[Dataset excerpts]
════
//! # Network Module
//!
//! This module provides networking abstractions over ZMQ. The simulator's websocket is bridged
//! onto a ZMQ request/reply pair, one request per inbound text frame.

// ------------------------------------------------------------------------------------------------
// IMPORTS
// ------------------------------------------------------------------------------------------------

use std::{
    sync::{Arc, atomic::{AtomicBool, AtomicUsize, Ordering}},
    thread
};
use log::warn;
use serde::Deserialize;
use zmq::{Socket, Context, SocketType, SocketEvent};

// Export zmq
pub use zmq;

// ------------------------------------------------------------------------------------------------
// MACROS
// ------------------------------------------------------------------------------------------------

macro_rules! set_sockopts {
    ($socket:expr, $(($opt:ident, $val:expr)),+) => {
        $(
            $socket.$opt($val)
                .map_err(|e| MonitoredSocketError::SocketOptionError(stringify!($opt).into(), e))?;
        )+
    };
}

// ------------------------------------------------------------------------------------------------
// STATICS
// ------------------------------------------------------------------------------------------------

/// Counter used to give each monitor its own inproc endpoint.
static NUM_MONITORS: AtomicUsize = AtomicUsize::new(0);

// ------------------------------------------------------------------------------------------------
// STRUCTS
// ------------------------------------------------------------------------------------------------

/// Network parameters, the `[net]` table of the executable's parameter file.
#[derive(Debug, Clone, Deserialize)]
#[serde(default)]
pub struct NetParams {
    /// Endpoint the telemetry server binds to. The simulator bridge connects here.
    pub tlm_endpoint: String,
}

/// A zmq socket with a background thread watching its connection events.
///
/// A bound socket may have several peers (for example a restarted simulator bridge which has not
/// yet been dropped by the heartbeat), so the number of live peers is counted rather than kept
/// as a flag.
pub struct MonitoredSocket {
    socket: Socket,

    monitor_thread: Option<thread::JoinHandle<()>>,

    stop: Arc<AtomicBool>,

    peers: Arc<AtomicUsize>
}

/// Options applied to a [`MonitoredSocket`] when it is created.
///
/// Apart from `bind` and `block_on_first_connect` these map directly onto `zmq_setsockopt`
/// options, with zmq's own defaults.
pub struct SocketOptions {

    /// Bind to the endpoint (servers) instead of connecting to it (clients). Defaults to `false`.
    pub bind: bool,

    /// Wait in [`MonitoredSocket::new`] until the first connection is made. Defaults to `true`,
    /// bound sockets should turn this off.
    pub block_on_first_connect: bool,

    /// `ZMQ_REQ_CORRELATE`, REQ sockets only
    pub req_correlate: bool,

    /// `ZMQ_REQ_RELAXED`, REQ sockets only. Lets a client resend after a lost reply.
    pub req_relaxed: bool,

    /// `ZMQ_LINGER` in ms
    pub linger: i32,

    /// `ZMQ_CONNECT_TIMEOUT` in ms
    pub connect_timeout: i32,

    /// `ZMQ_RCVTIMEO` in ms, receives return `EAGAIN` after this
    pub recv_timeout: i32,

    /// `ZMQ_SNDTIMEO` in ms, sends return `EAGAIN` after this
    pub send_timeout: i32,

    /// `ZMQ_HEARTBEAT_IVL` in ms
    pub heartbeat_ivl: i32,

    /// `ZMQ_HEARTBEAT_TIMEOUT` in ms
    pub heartbeat_timeout: i32,

    /// `ZMQ_HEARTBEAT_TTL` in ms
    pub heartbeat_ttl: i32
}

// ------------------------------------------------------------------------------------------------
// ENUMS
// ------------------------------------------------------------------------------------------------

#[derive(thiserror::Error, Debug)]
pub enum MonitoredSocketError {
    #[error("Could not create a zmq socket: {0}")]
    CreateSocketError(zmq::Error),

    #[error("Could not attach a monitor to the socket: {0}")]
    MonitoringEnableError(zmq::Error),

    #[error("Could not bind or connect the socket: {0}")]
    CouldNotConnect(zmq::Error),

    #[error("The socket reported {0:?} before its first connection")]
    UnexpectedEvent(SocketEvent),

    #[error("Could not read an event from the monitor: {0}")]
    EventReadError(zmq::Error),

    #[error("Could not set the {0} socket option: {1}")]
    SocketOptionError(String, zmq::Error)
}

// ------------------------------------------------------------------------------------------------
// IMPLS
// ------------------------------------------------------------------------------------------------

impl MonitoredSocket {
    /// Create a socket of the given type on `endpoint` and start monitoring it.
    ///
    /// The options are applied before the socket is bound or connected. If
    /// `socket_options.block_on_first_connect` is set this only returns once a peer has connected.
    pub fn new(
        ctx: &Context, 
        socket_type: SocketType,
        socket_options: SocketOptions,
        endpoint: &str
    ) -> Result<Self, MonitoredSocketError> {
        let socket = ctx.socket(socket_type)
            .map_err(MonitoredSocketError::CreateSocketError)?;

        // The monitor is a PAIR socket listening on a private inproc endpoint
        let monitor_endpoint = format!(
            "inproc://monitor_{}", 
            NUM_MONITORS.fetch_add(1, Ordering::Relaxed)
        );
        socket.monitor(&monitor_endpoint, SocketEvent::ALL as i32)
            .map_err(MonitoredSocketError::MonitoringEnableError)?;
        let monitor = ctx.socket(zmq::PAIR)
            .map_err(MonitoredSocketError::CreateSocketError)?;
        monitor.connect(&monitor_endpoint)
            .map_err(MonitoredSocketError::CouldNotConnect)?;

        socket_options.set(&socket)?;

        match socket_options.bind {
            true => socket.bind(endpoint),
            false => socket.connect(endpoint)
        }.map_err(MonitoredSocketError::CouldNotConnect)?;

        let peers = Arc::new(AtomicUsize::new(0));
        let stop = Arc::new(AtomicBool::new(false));

        if socket_options.block_on_first_connect {
            loop {
                match read_event(&monitor).map_err(MonitoredSocketError::EventReadError)? {
                    SocketEvent::CONNECTED | SocketEvent::ACCEPTED => break,
                    SocketEvent::CONNECT_DELAYED | SocketEvent::LISTENING => continue,
                    e => return Err(MonitoredSocketError::UnexpectedEvent(e))
                }
            }

            peers.store(1, Ordering::Relaxed);
        }

        let monitor_thread = {
            let stop = stop.clone();
            let peers = peers.clone();
            thread::spawn(move || monitor_socket(monitor, monitor_endpoint, stop, peers))
        };

        Ok(Self {
            socket,
            monitor_thread: Some(monitor_thread),
            stop,
            peers
        })
    }

    /// Return if the socket has at least one peer connected.
    pub fn connected(&self) -> bool {
        self.num_peers() > 0
    }

    /// Number of peers currently connected to the socket.
    pub fn num_peers(&self) -> usize {
        self.peers.load(Ordering::Relaxed)
    }
}

impl Drop for MonitoredSocket {
    fn drop(&mut self) {
        self.stop.store(true, Ordering::Relaxed);

        // An idle monitor may never see another event, so detach it rather than join
        self.monitor_thread.take();
    }
}

impl std::ops::Deref for MonitoredSocket {
    type Target = Socket;

    fn deref(&self) -> &Self::Target {
        &self.socket
    }
}

impl std::ops::DerefMut for MonitoredSocket {
    fn deref_mut(&mut self) -> &mut Self::Target {
        &mut self.socket
    }
}

impl SocketOptions {
    /// Apply these options to the given socket.
    pub fn set(&self, socket: &Socket) -> Result<(), MonitoredSocketError> {
        set_sockopts!(
            socket,
            (set_connect_timeout, self.connect_timeout),
            (set_heartbeat_ivl, self.heartbeat_ivl),
            (set_heartbeat_timeout, self.heartbeat_timeout),
            (set_heartbeat_ttl, self.heartbeat_ttl),
            (set_linger, self.linger),
            (set_rcvtimeo, self.recv_timeout),
            (set_sndtimeo, self.send_timeout)
        );

        if let Ok(SocketType::REQ) = socket.get_socket_type() {
            set_sockopts!(
                socket,
                (set_req_correlate, self.req_correlate),
                (set_req_relaxed, self.req_relaxed)
            );
        }

        Ok(())
    }
}

impl Default for NetParams {
    fn default() -> Self {
        Self {
            tlm_endpoint: String::from("tcp://*:4567")
        }
    }
}

impl Default for SocketOptions {
    fn default() -> Self {
        Self {
            bind: false,
            block_on_first_connect: true,
            req_correlate: false,
            req_relaxed: false,
            linger: 30_000,
            connect_timeout: 0,
            recv_timeout: -1,
            send_timeout: -1,
            heartbeat_ivl: 0,
            heartbeat_timeout: 0,
            heartbeat_ttl: 0
        }
    }
}

// ------------------------------------------------------------------------------------------------
// PRIVATE FUNCTIONS
// ------------------------------------------------------------------------------------------------

/// Read one event from a monitor socket.
///
/// Monitor events are two frames: the event id and value, then the peer address.
fn read_event(monitor: &Socket) -> Result<SocketEvent, zmq::Error> {
    let msg = monitor.recv_msg(0)?;

    if msg.len() < 2 || !monitor.get_rcvmore()? {
        return Err(zmq::Error::EINVAL)
    }

    let event = SocketEvent::from_raw(u16::from_ne_bytes([msg[0], msg[1]]));

    monitor.recv_msg(0)?;

    Ok(event)
}

/// Apply a connection event to the peer count.
fn update_peers(peers: &AtomicUsize, event: SocketEvent) {
    match event {
        SocketEvent::CONNECTED | SocketEvent::ACCEPTED => {
            peers.fetch_add(1, Ordering::Relaxed);
        },
        SocketEvent::DISCONNECTED => {
            // Saturate at zero, a disconnect can be seen for a peer counted before monitoring
            let _ = peers.fetch_update(Ordering::Relaxed, Ordering::Relaxed, |n| n.checked_sub(1));
        },
        _ => ()
    }
}

fn monitor_socket(
    monitor: Socket,
    monitor_endpoint: String,
    stop: Arc<AtomicBool>,
    peers: Arc<AtomicUsize>
) {
    while !stop.load(Ordering::Relaxed) {
        match read_event(&monitor) {
            Ok(e) => update_peers(&peers, e),
            Err(e) => {
                warn!("Stopping monitor {}, could not read event: {}", monitor_endpoint, e);
                peers.store(0, Ordering::Relaxed);
                return
            }
        }
    }
}

// ------------------------------------------------------------------------------------------------
// TESTS
// ------------------------------------------------------------------------------------------------

#[cfg(test)]
mod test {
    use super::*;

    #[test]
    fn test_net_params_default() {
        let params: NetParams = serde_json::from_str("{}").unwrap();
        assert_eq!(params.tlm_endpoint, "tcp://*:4567");

        let params: NetParams = serde_json::from_str(r#"{"tlm_endpoint": "tcp://*:5000"}"#)
            .unwrap();
        assert_eq!(params.tlm_endpoint, "tcp://*:5000");
    }

    #[test]
    fn test_peer_count() {
        let peers = AtomicUsize::new(0);

        update_peers(&peers, SocketEvent::DISCONNECTED);
        assert_eq!(peers.load(Ordering::Relaxed), 0);

        update_peers(&peers, SocketEvent::ACCEPTED);
        update_peers(&peers, SocketEvent::ACCEPTED);
        update_peers(&peers, SocketEvent::LISTENING);
        assert_eq!(peers.load(Ordering::Relaxed), 2);

        update_peers(&peers, SocketEvent::DISCONNECTED);
        assert_eq!(peers.load(Ordering::Relaxed), 1);
        update_peers(&peers, SocketEvent::CLOSED);
        assert_eq!(peers.load(Ordering::Relaxed), 1);
    }
}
════
» BRIEF: Please go through each line of the data and count those that contain the string "given"; give that number alone.

» RESULT OF THE EXERCISE: 2